• Work request:
Print the data exactly as it is given, please.

• Input for this task:
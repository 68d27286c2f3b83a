//! Modeltable CLI - query and manage tables, views, models and jobs, and
//! run the job scheduler

use anyhow::Result;
use clap::Parser;

mod cli;
mod commands;
mod context;

use cli::Cli;
use commands::{describe, jobs, models, query, scheduler, views};

#[tokio::main]
async fn main() -> Result<()> {
    let cli = Cli::parse();
    init_logging(cli.global.verbose);

    match &cli.command {
        cli::Commands::Query(args) => query::execute(args, &cli.global).await,
        cli::Commands::Describe(args) => describe::execute(args, &cli.global).await,
        cli::Commands::Models(args) => models::execute(args, &cli.global).await,
        cli::Commands::Jobs(args) => jobs::execute(args, &cli.global).await,
        cli::Commands::Views(args) => views::execute(args, &cli.global).await,
        cli::Commands::Scheduler(args) => scheduler::execute(args, &cli.global).await,
    }
}

/// Route `log` records to stderr; `RUST_LOG` wins over `--verbose`
fn init_logging(verbose: bool) {
    let default = if verbose { "debug" } else { "warn" };
    let filter = tracing_subscriber::EnvFilter::try_from_default_env()
        .unwrap_or_else(|_| tracing_subscriber::EnvFilter::new(default));

    tracing_subscriber::fmt()
        .with_env_filter(filter)
        .with_writer(std::io::stderr)
        .init();
}
//! Brings a meta database up to the schema this build expects.
//!
//! Applied versions are recorded in `mt_meta.applied_migrations`. Each
//! pending migration runs in its own transaction together with its version
//! row, so a failed step leaves the store at the previous version.

use crate::ddl::{Migration, MIGRATIONS};
use crate::error::{MetaError, MetaResult};
use duckdb::Connection;

const BOOKKEEPING: &str = "CREATE SCHEMA IF NOT EXISTS mt_meta;
     CREATE TABLE IF NOT EXISTS mt_meta.applied_migrations (
         version    INTEGER PRIMARY KEY,
         applied_at TIMESTAMP NOT NULL DEFAULT now()
     );";

/// Highest applied migration, 0 for a fresh database
pub fn applied_version(conn: &Connection) -> MetaResult<i32> {
    conn.query_row(
        "SELECT COALESCE(MAX(version), 0) FROM mt_meta.applied_migrations",
        [],
        |row| row.get(0),
    )
    .map_err(|e| MetaError::MigrationError(format!("cannot read applied version: {e}")))
}

/// Apply every pending migration; returns how many ran
pub fn run_migrations(conn: &Connection) -> MetaResult<usize> {
    apply(conn, MIGRATIONS)
}

fn apply(conn: &Connection, migrations: &[Migration]) -> MetaResult<usize> {
    conn.execute_batch(BOOKKEEPING)
        .map_err(|e| MetaError::MigrationError(format!("cannot create bookkeeping: {e}")))?;

    let applied = applied_version(conn)?;
    let latest = migrations.last().map_or(0, |m| m.version);
    if applied > latest {
        return Err(MetaError::MigrationError(format!(
            "database is at schema v{applied:03}, newer than the supported v{latest:03}"
        )));
    }

    let pending: Vec<&Migration> = migrations.iter().filter(|m| m.version > applied).collect();
    for migration in &pending {
        log::debug!("Applying meta migration v{:03}", migration.version);
        step(conn, migration).map_err(|e| {
            let _ = conn.execute_batch("ROLLBACK");
            MetaError::MigrationError(format!("v{:03}: {e}", migration.version))
        })?;
    }
    if !pending.is_empty() {
        log::info!(
            "Meta database migrated from v{:03} to v{:03}",
            applied,
            latest
        );
    }
    Ok(pending.len())
}

fn step(conn: &Connection, migration: &Migration) -> duckdb::Result<()> {
    conn.execute_batch("BEGIN TRANSACTION")?;
    conn.execute_batch(migration.sql)?;
    conn.execute(
        "INSERT INTO mt_meta.applied_migrations (version) VALUES (?)",
        duckdb::params![migration.version],
    )?;
    conn.execute_batch("COMMIT")
}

• Task output:
repository 68d27286c2f3b83a
//! Modeltable CLI - query and manage tables, views, models and jobs, and
//! run the job scheduler

use anyhow::Result;
use clap::Parser;

mod cli;
mod commands;
mod context;

use cli::Cli;
use commands::{describe, jobs, models, query, scheduler, views};

#[tokio::main]
async fn main() -> Result<()> {
    let cli = Cli::parse();
    init_logging(cli.global.verbose);

    match &cli.command {
        cli::Commands::Query(args) => query::execute(args, &cli.global).await,
        cli::Commands::Describe(args) => describe::execute(args, &cli.global).await,
        cli::Commands::Models(args) => models::execute(args, &cli.global).await,
        cli::Commands::Jobs(args) => jobs::execute(args, &cli.global).await,
        cli::Commands::Views(args) => views::execute(args, &cli.global).await,
        cli::Commands::Scheduler(args) => scheduler::execute(args, &cli.global).await,
    }
}

/// Route `log` records to stderr; `RUST_LOG` wins over `--verbose`
fn init_logging(verbose: bool) {
    let default = if verbose { "debug" } else { "warn" };
    let filter = tracing_subscriber::EnvFilter::try_from_default_env()
        .unwrap_or_else(|_| tracing_subscriber::EnvFilter::new(default));

    tracing_subscriber::fmt()
        .with_env_filter(filter)
        .with_writer(std::io::stderr)
        .init();
}
//! Brings a meta database up to the schema this build expects.
//!
//! Applied versions are recorded in `mt_meta.applied_migrations`. Each
//! pending migration runs in its own transaction together with its version
//! row, so a failed step leaves the store at the previous version.

use crate::ddl::{Migration, MIGRATIONS};
use crate::error::{MetaError, MetaResult};
use duckdb::Connection;

const BOOKKEEPING: &str = "CREATE SCHEMA IF NOT EXISTS mt_meta;
     CREATE TABLE IF NOT EXISTS mt_meta.applied_migrations (
         version    INTEGER PRIMARY KEY,
         applied_at TIMESTAMP NOT NULL DEFAULT now()
     );";

/// Highest applied migration, 0 for a fresh database
pub fn applied_version(conn: &Connection) -> MetaResult<i32> {
    conn.query_row(
        "SELECT COALESCE(MAX(version), 0) FROM mt_meta.applied_migrations",
        [],
        |row| row.get(0),
    )
    .map_err(|e| MetaError::MigrationError(format!("cannot read applied version: {e}")))
}

/// Apply every pending migration; returns how many ran
pub fn run_migrations(conn: &Connection) -> MetaResult<usize> {
    apply(conn, MIGRATIONS)
}

fn apply(conn: &Connection, migrations: &[Migration]) -> MetaResult<usize> {
    conn.execute_batch(BOOKKEEPING)
        .map_err(|e| MetaError::MigrationError(format!("cannot create bookkeeping: {e}")))?;

    let applied = applied_version(conn)?;
    let latest = migrations.last().map_or(0, |m| m.version);
    if applied > latest {
        return Err(MetaError::MigrationError(format!(
            "database is at schema v{applied:03}, newer than the supported v{latest:03}"
        )));
    }

    let pending: Vec<&Migration> = migrations.iter().filter(|m| m.version > applied).collect();
    for migration in &pending {
        log::debug!("Applying meta migration v{:03}", migration.version);
        step(conn, migration).map_err(|e| {
            let _ = conn.execute_batch("ROLLBACK");
            MetaError::MigrationError(format!("v{:03}: {e}", migration.version))
        })?;
    }
    if !pending.is_empty() {
        log::info!(
            "Meta database migrated from v{:03} to v{:03}",
            applied,
            latest
        );
    }
    Ok(pending.len())
}

fn step(conn: &Connection, migration: &Migration) -> duckdb::Result<()> {
    conn.execute_batch("BEGIN TRANSACTION")?;
    conn.execute_batch(migration.sql)?;
    conn.execute(
        "INSERT INTO mt_meta.applied_migrations (version) VALUES (?)",
        duckdb::params![migration.version],
    )?;
    conn.execute_batch("COMMIT")
}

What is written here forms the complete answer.